Georgi Catoire

Piano Concerto op. 21/Piano Quintet op. 28/Piano Quartet op. 31

Oliver Triendl (Klavier), Vogler Quartett, Rundfunk-Sinfonieorchester Berlin, Ltg. Roland Kluttig

Rubrik: CDs
Verlag/Label: Capriccio
erschienen in: das Orchester 07-08/2021 , Seite 72

Es gibt drei verschiedene Komponistentypen: diejenigen, deren Werke im Repertoire gepflegt werden, jene, die fast nur in musikhistorischen Darstellungen Erwähnung finden und die Unbekannten. Für das Russland der vorletzten Jahrhundertwende könnten Alexander Skrjabin für den ersten, Sergei Tanejew den zweiten und Georgi Catoire für letzteren Typus stehen.
Um Catoires Werk macht sich die Pianistin und Musikwissenschaftlerin Anna Zassimova verdient, u.a. mit einer Monografie, der Veröffentlichung des Briefwechsels mit Tschaikowsky sowie CD-Einspielungen. Auch den Begleittext zu diesem Album hat sie beigesteuert.
Catoire stammte aus einer lothringischen Händlerfamilie, die um 1800 nach Russland auswanderte. Dem 1861 in Moskau Geborenen wurde es ermöglicht, sich musikalisch zwischen Russland und Westeuropa zu bewegen. Klavierunterricht erhielt er bei Karl Klindworth, besuchte die Bayreuther Festspiele, war u.a. Kompositionsschüler von Rimskij-Korsakow.
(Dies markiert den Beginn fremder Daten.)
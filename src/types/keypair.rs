/*
    Copyright © 2023, ParallelChain Lab
    Licensed under the Apache License, Version 2.0: http://www.apache.org/licenses/LICENSE-2.0
*/

//! Wrapper around the replica's Ed25519 keypair.

pub use ed25519_dalek::{Signature, Signer, SigningKey, Verifier, VerifyingKey};

use super::basic::SignatureBytes;

/// The keypair a replica uses to sign blocks it proposes and votes it casts.
///
/// Wraps an [`ed25519_dalek::SigningKey`]. Immutable after startup; cheap to clone into the
/// subsystems that need to sign.
#[derive(Clone)]
pub struct Keypair(SigningKey);

impl Keypair {
    /// Create a new `Keypair` wrapping `signing_key`.
    pub fn new(signing_key: SigningKey) -> Keypair {
        Keypair(signing_key)
    }

    /// Sign `message`, returning the signature bytes.
    pub(crate) fn sign(&self, message: &[u8]) -> SignatureBytes {
        SignatureBytes::new(self.0.sign(message).to_bytes())
    }

    /// Get the verifying (public) key of this `Keypair`.
    pub fn verifying_key(&self) -> VerifyingKey {
        self.0.verifying_key()
    }
}
/*
    Copyright © 2023, ParallelChain Lab
    Licensed under the Apache License, Version 2.0: http://www.apache.org/licenses/LICENSE-2.0
*/

//! Trait for pluggable peer-to-peer (P2P) networking, and the poller thread that moves raw
//! frames off it.
//!
//! Main trait: [`Network`].
//!
//! # Postponed parsing
//!
//! The network provider hands over complete frames as raw bytes, attributed to the replica that
//! sent them. Frames are deserialized on the [algorithm](crate::algorithm) thread only after the
//! admission checks pass, so a spamming peer costs parsing work only for messages that would be
//! processed anyway.
//!
//! # Connection policy
//!
//! Connection management is entirely the provider's concern. Providers are told the replica's
//! tree neighborhood through [`init_overlay`](Network::init_overlay) — production transports are
//! expected to whitelist TLS certificate hashes from the bootstrap profile and dial only the
//! parent and children after a randomized delay, while test networks may connect everyone to
//! everyone. `recv` must only ever attribute a frame to a replica whose identity the transport
//! has authenticated.

use std::sync::mpsc::{self, Receiver, TryRecvError};
use std::thread::{self, JoinHandle};

use borsh::BorshSerialize;

use crate::consensus::messages::ConsensusMessage;
use crate::types::basic::ReplicaID;

/// Trait for pluggable peer-to-peer (P2P) networking.
pub trait Network: Clone + Send + 'static {
    /// Inform the network provider of this replica's position in the tree overlay on wake-up.
    /// Only the parent and children need to be dialed.
    fn init_overlay(&mut self, parent: Option<ReplicaID>, children: &[ReplicaID]);

    /// Send a frame to the specified peer without blocking. Sends to unreachable peers may be
    /// silently dropped; the protocol's fetch retries tolerate loss.
    fn send(&mut self, peer: ReplicaID, message: Vec<u8>);

    /// Receive a frame from any peer. Returns immediately with `None` if no frame is available.
    fn recv(&mut self) -> Option<(ReplicaID, Vec<u8>)>;
}

/// A cloneable handle for serializing and sending [`ConsensusMessage`]s.
#[derive(Clone)]
pub(crate) struct SenderHandle<N: Network> {
    network: N,
}

impl<N: Network> SenderHandle<N> {
    pub(crate) fn new(network: N) -> SenderHandle<N> {
        SenderHandle { network }
    }

    pub(crate) fn send(&mut self, peer: ReplicaID, message: &ConsensusMessage) {
        let bytes = message
            .try_to_vec()
            .expect("in-memory serialization cannot fail");
        self.network.send(peer, bytes);
    }
}

/// Spawn the poller thread, which polls the [`Network`] for frames and forwards them to the
/// algorithm thread's receiver.
pub(crate) fn start_polling<N: Network>(
    mut network: N,
    shutdown_signal: Receiver<()>,
) -> (JoinHandle<()>, Receiver<(ReplicaID, Vec<u8>)>) {
    let (to_algorithm, algorithm_receiver) = mpsc::channel();

    let poller_thread = thread::spawn(move || loop {
        match shutdown_signal.try_recv() {
            Ok(()) => return,
            Err(TryRecvError::Empty) => (),
            Err(TryRecvError::Disconnected) => {
                panic!("poller thread disconnected from main thread")
            }
        }

        if let Some((origin, frame)) = network.recv() {
            // The algorithm thread going away means shutdown is in progress.
            if to_algorithm.send((origin, frame)).is_err() {
                return;
            }
        } else {
            thread::yield_now()
        }
    });

    (poller_thread, algorithm_receiver)
}
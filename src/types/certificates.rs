/*
    Copyright © 2023, ParallelChain Lab
    Licensed under the Apache License, Version 2.0: http://www.apache.org/licenses/LICENSE-2.0
*/

//! Partial certificates and quorum certificates over block hashes.
//!
//! A [`PartialCertificate`] is a single replica's signature share on a block hash. A
//! [`QuorumCertificate`] accumulates partial certificates, keyed by replica position, until they
//! form evidence that a quorum of replicas voted for the block. QCs are also the unit that
//! internal nodes of the [aggregation tree](crate::tree) relay upward: a below-quorum QC carrying
//! the partial signatures of one subtree.
//!
//! # Aggregation carrier
//!
//! Ed25519 signatures do not combine into a single aggregate, so the "aggregated" form of a QC is
//! the sealed [`SignatureSet`] itself: [`verify`](QuorumCertificate::verify) checks every present
//! partial against `obj_hash`. A pairing-based backend would replace `verify` with a combine step
//! and a single pairing check without changing any call site.

use borsh::{BorshDeserialize, BorshSerialize};
use ed25519_dalek::{Signature, Verifier, VerifyingKey};

use super::basic::{CryptoHash, ReplicaID, SignatureBytes};
use super::keypair::Keypair;
use super::replica_set::ReplicaSet;

/// A single replica's signature share on a block hash.
#[derive(Clone, BorshSerialize, BorshDeserialize)]
pub struct PartialCertificate {
    pub obj_hash: CryptoHash,
    pub replica: ReplicaID,
    pub signature: SignatureBytes,
}

impl PartialCertificate {
    /// Create a `PartialCertificate` for `obj_hash` by signing it with `keypair`.
    pub(crate) fn sign(keypair: &Keypair, replica: ReplicaID, obj_hash: CryptoHash) -> Self {
        Self {
            obj_hash,
            replica,
            signature: keypair.sign(&obj_hash.bytes()),
        }
    }

    /// Verify that `signature` is a signature over `obj_hash` by `verifying_key`.
    pub(crate) fn is_correct(&self, verifying_key: &VerifyingKey) -> bool {
        let signature = Signature::from_bytes(&self.signature.bytes());
        verifying_key
            .verify(&self.obj_hash.bytes(), &signature)
            .is_ok()
    }
}

/// An ordered list of optional [`SignatureBytes`], one slot per replica in the canonical order of
/// the [`ReplicaSet`].
///
/// A `SignatureSet` created using [`new`](Self::new) initially contains `vec![None; len]`. As
/// signatures are collected, `None`s are replaced with `Some(signature_bytes)`. The slot position
/// identifies the signer, so the set doubles as the partials bitmap of the wire format.
#[derive(Clone, Debug, PartialEq, Eq, BorshDeserialize, BorshSerialize)]
pub struct SignatureSet(Vec<Option<SignatureBytes>>);

impl SignatureSet {
    /// Create a new `SignatureSet` initially containing `len` `None`s.
    pub(crate) fn new(len: usize) -> Self {
        Self(vec![None; len])
    }

    /// Create the empty `SignatureSet` carried by the genesis QC.
    pub(crate) const fn genesis() -> Self {
        Self(Vec::new())
    }

    /// Get a reference to the `Option<SignatureBytes>` at position `pos`.
    pub fn get(&self, pos: usize) -> &Option<SignatureBytes> {
        &self.0[pos]
    }

    pub(crate) fn set(&mut self, pos: usize, signature: Option<SignatureBytes>) {
        self.0[pos] = signature
    }

    /// Get an iterator over the `Option<SignatureBytes>`s in this `SignatureSet`.
    pub fn iter(&self) -> std::slice::Iter<'_, Option<SignatureBytes>> {
        self.0.iter()
    }

    /// The number of replica slots (not the number of collected signatures).
    pub fn len(&self) -> usize {
        self.0.len()
    }

    pub fn is_empty(&self) -> bool {
        self.0.is_empty()
    }

    /// The number of collected signatures.
    pub fn count(&self) -> usize {
        self.0.iter().filter(|sig| sig.is_some()).count()
    }
}

/// The ways in which combining partial certificates can fail.
///
/// Both variants indicate equivocation or corruption inside a subtree that is trusted to be
/// honest, and callers treat them as fatal protocol errors.
#[derive(Debug, PartialEq, Eq)]
pub enum CertificateError {
    /// Two different signatures from the same replica were offered for the same block hash.
    ConflictingPartial { replica: ReplicaID },

    /// A merge was attempted between certificates over different block hashes.
    ObjectMismatch,
}

/// Evidence that a set of replicas signed a block hash.
///
/// A `QuorumCertificate` starts out empty and accumulates [`PartialCertificate`]s through
/// [`add_part`](Self::add_part) and [`merge_quorum`](Self::merge_quorum). Whether the certificate
/// is a full quorum ([`nmajority`](ReplicaSet::nmajority) partials) or an intermediate aggregate
/// (a subtree's worth of partials) is a property of where it sits in the aggregation tree, tested
/// with [`has_n`](Self::has_n).
#[derive(Clone, Debug, PartialEq, Eq, BorshSerialize, BorshDeserialize)]
pub struct QuorumCertificate {
    pub obj_hash: CryptoHash,
    pub signatures: SignatureSet,
}

impl QuorumCertificate {
    /// Create a new, empty `QuorumCertificate` over `obj_hash` with one signature slot per
    /// replica in a set of `n`.
    pub(crate) fn new(obj_hash: CryptoHash, n: usize) -> QuorumCertificate {
        QuorumCertificate {
            obj_hash,
            signatures: SignatureSet::new(n),
        }
    }

    /// The QC that justifies the genesis block. Carries no signatures.
    pub fn genesis(obj_hash: CryptoHash) -> QuorumCertificate {
        QuorumCertificate {
            obj_hash,
            signatures: SignatureSet::genesis(),
        }
    }

    /// Whether this is a genesis QC (no signature slots).
    pub fn is_genesis(&self) -> bool {
        self.signatures.is_empty()
    }

    /// Add a partial signature from `replica`.
    ///
    /// Adding the same signature twice is a no-op. Adding a *different* signature for a replica
    /// whose slot is already filled fails with [`CertificateError::ConflictingPartial`].
    pub(crate) fn add_part(
        &mut self,
        replica: ReplicaID,
        signature: SignatureBytes,
    ) -> Result<(), CertificateError> {
        match self.signatures.get(replica.as_index()) {
            None => {
                self.signatures.set(replica.as_index(), Some(signature));
                Ok(())
            }
            Some(existing) if *existing == signature => Ok(()),
            Some(_) => Err(CertificateError::ConflictingPartial { replica }),
        }
    }

    /// Merge the partials of `other` into this certificate.
    ///
    /// The result is the union of both signature sets keyed by replica position. Duplicate
    /// partials from the same replica must be identical; a disagreement rejects the whole merge,
    /// leaving this certificate unchanged.
    pub(crate) fn merge_quorum(
        &mut self,
        other: &QuorumCertificate,
    ) -> Result<(), CertificateError> {
        if self.obj_hash != other.obj_hash || self.signatures.len() != other.signatures.len() {
            return Err(CertificateError::ObjectMismatch);
        }
        for (pos, signature) in other.signatures.iter().enumerate() {
            if let (Some(theirs), Some(ours)) = (signature, self.signatures.get(pos)) {
                if theirs != ours {
                    return Err(CertificateError::ConflictingPartial {
                        replica: ReplicaID::new(pos as u8),
                    });
                }
            }
        }
        for (pos, signature) in other.signatures.iter().enumerate() {
            if signature.is_some() && self.signatures.get(pos).is_none() {
                self.signatures.set(pos, *signature);
            }
        }
        Ok(())
    }

    /// Whether at least `n` partial signatures have been collected.
    pub fn has_n(&self, n: usize) -> bool {
        self.signatures.count() >= n
    }

    /// The number of collected partial signatures.
    pub fn count(&self) -> usize {
        self.signatures.count()
    }

    /// Verify the aggregate: check that every present partial is a correct signature over
    /// `obj_hash` by the replica in the corresponding slot of `replica_set`.
    ///
    /// Does not check any quorum threshold; thresholds depend on the verifier's position in the
    /// aggregation tree and are tested separately with [`has_n`](Self::has_n).
    pub(crate) fn verify(&self, replica_set: &ReplicaSet) -> bool {
        if self.signatures.len() != replica_set.len() {
            return false;
        }
        for (pos, signature) in self.signatures.iter().enumerate() {
            if let Some(signature) = signature {
                let verifying_key = match replica_set.verifying_key(ReplicaID::new(pos as u8)) {
                    Some(vk) => vk,
                    None => return false,
                };
                let signature = Signature::from_bytes(&signature.bytes());
                if verifying_key
                    .verify(&self.obj_hash.bytes(), &signature)
                    .is_err()
                {
                    return false;
                }
            }
        }
        true
    }
}

#[cfg(test)]
mod tests {
    use super::*;
    use ed25519_dalek::SigningKey;
    use rand_core::OsRng;

    fn keypairs(n: usize) -> Vec<Keypair> {
        let mut csprg = OsRng {};
        (0..n)
            .map(|_| Keypair::new(SigningKey::generate(&mut csprg)))
            .collect()
    }

    #[test]
    fn adding_a_partial_twice_is_idempotent() {
        let kps = keypairs(4);
        let obj_hash = CryptoHash::new([7u8; 32]);
        let mut qc = QuorumCertificate::new(obj_hash, 4);

        let part = PartialCertificate::sign(&kps[1], ReplicaID::new(1), obj_hash);
        qc.add_part(part.replica, part.signature).unwrap();
        qc.add_part(part.replica, part.signature).unwrap();

        assert_eq!(qc.count(), 1);
    }

    #[test]
    fn conflicting_partial_is_rejected() {
        let kps = keypairs(4);
        let obj_hash = CryptoHash::new([7u8; 32]);
        let mut qc = QuorumCertificate::new(obj_hash, 4);

        qc.add_part(ReplicaID::new(1), kps[1].sign(&obj_hash.bytes()))
            .unwrap();
        // A second, different "signature" from the same replica.
        let forged = SignatureBytes::new([0u8; 64]);
        assert_eq!(
            qc.add_part(ReplicaID::new(1), forged),
            Err(CertificateError::ConflictingPartial {
                replica: ReplicaID::new(1)
            })
        );
    }

    #[test]
    fn merge_takes_the_union_of_partials() {
        let kps = keypairs(4);
        let obj_hash = CryptoHash::new([9u8; 32]);

        let mut left = QuorumCertificate::new(obj_hash, 4);
        left.add_part(ReplicaID::new(0), kps[0].sign(&obj_hash.bytes()))
            .unwrap();
        left.add_part(ReplicaID::new(1), kps[1].sign(&obj_hash.bytes()))
            .unwrap();

        let mut right = QuorumCertificate::new(obj_hash, 4);
        right
            .add_part(ReplicaID::new(1), kps[1].sign(&obj_hash.bytes()))
            .unwrap();
        right
            .add_part(ReplicaID::new(3), kps[3].sign(&obj_hash.bytes()))
            .unwrap();

        left.merge_quorum(&right).unwrap();
        assert_eq!(left.count(), 3);

        let replica_set = ReplicaSet::new(kps.iter().map(|kp| kp.verifying_key()).collect());
        assert!(left.verify(&replica_set));
    }

    #[test]
    fn verify_fails_on_a_bad_partial() {
        let kps = keypairs(4);
        let obj_hash = CryptoHash::new([3u8; 32]);
        let replica_set = ReplicaSet::new(kps.iter().map(|kp| kp.verifying_key()).collect());

        let mut qc = QuorumCertificate::new(obj_hash, 4);
        qc.add_part(ReplicaID::new(0), kps[0].sign(&obj_hash.bytes()))
            .unwrap();
        // A signature by replica 2 placed in replica 1's slot.
        qc.add_part(ReplicaID::new(1), kps[2].sign(&obj_hash.bytes()))
            .unwrap();

        assert!(!qc.verify(&replica_set));
    }
}
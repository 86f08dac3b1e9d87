/*
    Copyright © 2023, ParallelChain Lab
    Licensed under the Apache License, Version 2.0: http://www.apache.org/licenses/LICENSE-2.0
*/

//! Per-block accumulation of partial signatures into quorum certificates.
//!
//! Each replica runs one [`VoteAggregator`], which lazily keeps one `self_qc` accumulator per
//! block hash. What happens when an accumulator reaches its threshold depends on the replica's
//! position in the [tree overlay](crate::tree):
//!
//! - An **internal node** is responsible for one partial signature from each of its transitive
//!   descendants plus its own. At `descendant_count + 1` partials it verifies the aggregate and
//!   hands back [`AggregationOutcome::Relay`] — one [`VoteRelay`](super::messages::VoteRelay) for
//!   its tree parent — then ignores further votes and relays for that block.
//! - The **root** collects votes and relays until `nmajority` partials are present, verifies, and
//!   hands back [`AggregationOutcome::Quorum`] — a full QC ready for
//!   [`process_qc`](super::protocol::ConsensusCore::process_qc).
//!
//! Individual [`Vote`] signatures are verified on the [crypto pool](crate::crypto_pool) before
//! they reach this module. Partials inside a relayed QC are *not* individually verified — an
//! honest subtree only forwards aggregates it has verified — which is why a failed aggregate
//! verification here is a fatal protocol error rather than a droppable message.

use std::collections::HashMap;

use crate::tree::TreeOverlay;
use crate::types::basic::{CryptoHash, ReplicaID};
use crate::types::certificates::{CertificateError, QuorumCertificate};
use crate::types::keypair::Keypair;
use crate::types::replica_set::ReplicaSet;

use super::messages::{Vote, VoteRelay};

/// What an accumulator update produced.
pub(crate) enum AggregationOutcome {
    /// The threshold has not been reached (or was already reached earlier and the input was
    /// dropped).
    Pending,

    /// Internal node: the subtree's aggregate is complete and verified; forward it to the tree
    /// parent.
    Relay(QuorumCertificate),

    /// Root: a full quorum certificate has formed.
    Quorum(QuorumCertificate),
}

/// Fatal aggregation failure: an aggregate this replica formed out of a trusted subtree's
/// partials did not verify.
#[derive(Debug)]
pub struct InvalidAggregate {
    pub blk_hash: CryptoHash,
}

struct AggregationState {
    self_qc: QuorumCertificate,
    /// Internal node: the relay has been sent. Root: the quorum was handed to consensus. Either
    /// way, further votes and relays for this block are dropped.
    done: bool,
}

pub(crate) struct VoteAggregator {
    id: ReplicaID,
    keypair: Keypair,
    replica_set: ReplicaSet,
    is_root: bool,
    threshold: usize,
    states: HashMap<CryptoHash, AggregationState>,
}

impl VoteAggregator {
    pub(crate) fn new(
        id: ReplicaID,
        keypair: Keypair,
        replica_set: ReplicaSet,
        tree: &TreeOverlay,
    ) -> VoteAggregator {
        let is_root = tree.is_root();
        let threshold = if is_root {
            replica_set.nmajority()
        } else {
            tree.descendant_count() + 1
        };
        VoteAggregator {
            id,
            keypair,
            replica_set,
            is_root,
            threshold,
            states: HashMap::new(),
        }
    }

    /// Ensure an accumulator exists for `blk_hash`, seeded with this replica's own partial
    /// signature, and evaluate the threshold.
    ///
    /// Called when this replica votes for a block (leaders on propose, internal nodes on their
    /// own vote) and lazily on the first vote or relay received for a block — the block itself
    /// may not be delivered yet.
    pub(crate) fn seed(
        &mut self,
        blk_hash: CryptoHash,
    ) -> Result<AggregationOutcome, InvalidAggregate> {
        let n = self.replica_set.len();
        let id = self.id;
        let keypair = &self.keypair;
        let state = self.states.entry(blk_hash).or_insert_with(|| {
            let mut self_qc = QuorumCertificate::new(blk_hash, n);
            let signature = keypair.sign(&blk_hash.bytes());
            // A fresh slot can't conflict.
            let _ = self_qc.add_part(id, signature);
            AggregationState {
                self_qc,
                done: false,
            }
        });
        Self::try_finish(state, self.threshold, self.is_root, &self.replica_set)
    }

    /// Whether the accumulator for `blk_hash` has already produced its relay or quorum. Used to
    /// short-circuit before queueing signature verification work.
    pub(crate) fn is_done(&self, blk_hash: &CryptoHash) -> bool {
        self.states
            .get(blk_hash)
            .map(|state| state.done)
            .unwrap_or(false)
    }

    /// Fold a verified [`Vote`] into the accumulator for its block.
    pub(crate) fn on_vote(&mut self, vote: &Vote) -> Result<AggregationOutcome, InvalidAggregate> {
        let _ = self.seed(vote.blk_hash)?;
        let threshold = self.threshold;
        let is_root = self.is_root;
        let state = self
            .states
            .get_mut(&vote.blk_hash)
            .expect("seed inserted the state");
        if state.done {
            return Ok(AggregationOutcome::Pending);
        }
        let cert = vote.cert();
        if let Err(CertificateError::ConflictingPartial { replica }) =
            state.self_qc.add_part(cert.replica, cert.signature)
        {
            log::warn!("dropping conflicting vote from {} for {}", replica, vote.blk_hash);
            return Ok(AggregationOutcome::Pending);
        }
        Self::try_finish(state, threshold, is_root, &self.replica_set)
    }

    /// Merge a relayed partial QC into the accumulator for its block.
    ///
    /// The relay's partials are trusted until the aggregate check at threshold. A relay whose
    /// partials conflict with already-collected ones is discarded whole.
    pub(crate) fn on_relay(
        &mut self,
        relay: &VoteRelay,
    ) -> Result<AggregationOutcome, InvalidAggregate> {
        let _ = self.seed(relay.blk_hash)?;
        let threshold = self.threshold;
        let is_root = self.is_root;
        let state = self
            .states
            .get_mut(&relay.blk_hash)
            .expect("seed inserted the state");
        if state.done {
            return Ok(AggregationOutcome::Pending);
        }
        if let Err(err) = state.self_qc.merge_quorum(&relay.cert) {
            log::warn!(
                "dropping vote relay for {}: merge rejected ({:?})",
                relay.blk_hash,
                err
            );
            return Ok(AggregationOutcome::Pending);
        }
        Self::try_finish(state, threshold, is_root, &self.replica_set)
    }

    fn try_finish(
        state: &mut AggregationState,
        threshold: usize,
        is_root: bool,
        replica_set: &ReplicaSet,
    ) -> Result<AggregationOutcome, InvalidAggregate> {
        if state.done || !state.self_qc.has_n(threshold) {
            return Ok(AggregationOutcome::Pending);
        }
        if !state.self_qc.verify(replica_set) {
            return Err(InvalidAggregate {
                blk_hash: state.self_qc.obj_hash,
            });
        }
        state.done = true;
        if is_root {
            Ok(AggregationOutcome::Quorum(state.self_qc.clone()))
        } else {
            Ok(AggregationOutcome::Relay(state.self_qc.clone()))
        }
    }
}

#[cfg(test)]
mod tests {
    use super::*;
    use crate::types::basic::ReplicaID;
    use ed25519_dalek::SigningKey;
    use rand_core::OsRng;

    fn keypairs(n: usize) -> Vec<Keypair> {
        let mut csprg = OsRng {};
        (0..n)
            .map(|_| Keypair::new(SigningKey::generate(&mut csprg)))
            .collect()
    }

    fn replica_set(kps: &[Keypair]) -> ReplicaSet {
        ReplicaSet::new(kps.iter().map(|kp| kp.verifying_key()).collect())
    }

    fn vote(kps: &[Keypair], voter: usize, blk_hash: CryptoHash) -> Vote {
        Vote::new(&kps[voter], ReplicaID::new(voter as u8), blk_hash)
    }

    #[test]
    fn internal_node_relays_its_subtree_exactly_once() {
        // Replica 1 in the n = 13, fanout = 3 tree: children 4, 5, 6, threshold 4.
        let kps = keypairs(13);
        let tree = TreeOverlay::build(13, 3, ReplicaID::new(1));
        let mut aggregator = VoteAggregator::new(
            ReplicaID::new(1),
            kps[1].clone(),
            replica_set(&kps),
            &tree,
        );

        let blk_hash = CryptoHash::new([5u8; 32]);
        assert!(matches!(
            aggregator.seed(blk_hash).unwrap(),
            AggregationOutcome::Pending
        ));
        assert!(matches!(
            aggregator.on_vote(&vote(&kps, 4, blk_hash)).unwrap(),
            AggregationOutcome::Pending
        ));
        assert!(matches!(
            aggregator.on_vote(&vote(&kps, 5, blk_hash)).unwrap(),
            AggregationOutcome::Pending
        ));

        let outcome = aggregator.on_vote(&vote(&kps, 6, blk_hash)).unwrap();
        match outcome {
            AggregationOutcome::Relay(qc) => {
                // Exactly the subtree's partials plus the aggregator's own.
                assert_eq!(qc.count(), 4);
                for voter in [1usize, 4, 5, 6] {
                    assert!(qc.signatures.get(voter).is_some());
                }
            }
            _ => panic!("expected a relay at threshold"),
        }

        // Idempotence: later votes for the block are dropped.
        assert!(aggregator.is_done(&blk_hash));
        assert!(matches!(
            aggregator.on_vote(&vote(&kps, 4, blk_hash)).unwrap(),
            AggregationOutcome::Pending
        ));
    }

    #[test]
    fn root_forms_a_quorum_from_votes_and_relays() {
        // Root of the n = 13, fanout = 3 tree: nmajority = 9.
        let kps = keypairs(13);
        let tree = TreeOverlay::build(13, 3, ReplicaID::new(0));
        let mut aggregator = VoteAggregator::new(
            ReplicaID::new(0),
            kps[0].clone(),
            replica_set(&kps),
            &tree,
        );

        let blk_hash = CryptoHash::new([6u8; 32]);
        let _ = aggregator.seed(blk_hash).unwrap();

        // Two subtree relays of four partials each: 1 + 4 + 4 = 9 = nmajority.
        for (agg_id, members) in [(1usize, [4usize, 5, 6]), (2, [7, 8, 9])] {
            let mut cert = QuorumCertificate::new(blk_hash, 13);
            cert.add_part(
                ReplicaID::new(agg_id as u8),
                kps[agg_id].sign(&blk_hash.bytes()),
            )
            .unwrap();
            for member in members {
                cert.add_part(
                    ReplicaID::new(member as u8),
                    kps[member].sign(&blk_hash.bytes()),
                )
                .unwrap();
            }
            let outcome = aggregator
                .on_relay(&VoteRelay { blk_hash, cert })
                .unwrap();
            match (agg_id, outcome) {
                (1, AggregationOutcome::Pending) => (),
                (2, AggregationOutcome::Quorum(qc)) => {
                    assert_eq!(qc.count(), 9);
                    assert!(qc.has_n(9));
                }
                _ => panic!("unexpected outcome"),
            }
        }
    }

    #[test]
    fn corrupted_relay_aggregate_is_fatal() {
        let kps = keypairs(13);
        let tree = TreeOverlay::build(13, 3, ReplicaID::new(1));
        let mut aggregator = VoteAggregator::new(
            ReplicaID::new(1),
            kps[1].clone(),
            replica_set(&kps),
            &tree,
        );

        let blk_hash = CryptoHash::new([8u8; 32]);
        let _ = aggregator.seed(blk_hash).unwrap();
        let _ = aggregator.on_vote(&vote(&kps, 4, blk_hash)).unwrap();
        let _ = aggregator.on_vote(&vote(&kps, 5, blk_hash)).unwrap();

        // A relay carrying garbage for replica 6 crosses the threshold; the aggregate check
        // must fail hard.
        let mut cert = QuorumCertificate::new(blk_hash, 13);
        cert.add_part(
            ReplicaID::new(6),
            crate::types::basic::SignatureBytes::new([1u8; 64]),
        )
        .unwrap();
        assert!(aggregator
            .on_relay(&VoteRelay { blk_hash, cert })
            .is_err());
    }
}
Catoire schloss zunächst ein Mathematikstudium ab, ehe er sich auf Anraten Tschaikowskys auf die Musik konzentrierte. 1917 übernahm er eine Professur in Moskau. Sein Werkkatalog enthält Klavierwerke, Lieder, Chöre, Kammermusik, ein Klavierkonzert, eine Sinfonie und eine Kantate.
Der sich im Schwerpunkt vergessenen Werken widmende Pianist Oliver Triendl ist als Solist wie auch Kammermusikpartner des Vogler Quartetts an allen Werken dieses Albums beteiligt. Gemeinsam interpretieren sie diese Werke mit emotionaler Kraft und zugleich nicht zu breitem Ton, stets mit sicherem Blick auf die Balance. Das RundfunkSinfonieorchester Berlin unter Leitung von Roland Kluttig begleitet klangsinnlich ohne Übertreibungen.
Das Klavierquintett op. 28 in g-Moll (1914) zeigt für Catoire typische Merkmale: eine melancholische Grundierung, Entwicklung der Formverläufe aus Grundmotiven, überwiegend lineare Stimmführung, dichte Faktur des Satzes. Die Sonatenform des ersten Satzes bleibt durch eine Technik des permanenten Wachsens und Entwickelns fast versteckt. Beim Klavierquartett in a-Moll (1918) ensteht, u.a. durch übermäßige Dreiklänge als auch Umdeutungen von Vorhaltstönen, eine vagierende Harmonik, die zu unerwarteten Klangverbindungen führt. Ungewöhnlich im Klavierkonzert in As-Dur op. 21 (1909) ist die Behandlung des Soloinstruments: Der Klavierpart ist oft eingewoben in den Gesamtklang oder erscheint in rhapsodischen Stellen fast unbegleitet. Ungewöhnlich ist auch die formale Gestaltung des Kopfsatzes als Variationenfolge.
Die Musik Catoires ist strukturell und formal nicht leicht zugänglich. Stilistisch bewegt er sich zwischen Spätromantik, Jugendstil und Impressionismus. Trotz Assoziationen an Brahms, Liszt, Fauré oder Debussy haben diese Stücke etwas Eigenes. Catoire ist eine Entdeckung für Hörer, die eine Ergänzung zum gängigen Repertoire begrüßen: Sie können sich freuen auf eine farbenprächtige und klischeefreie Musik des Fin de Siècle.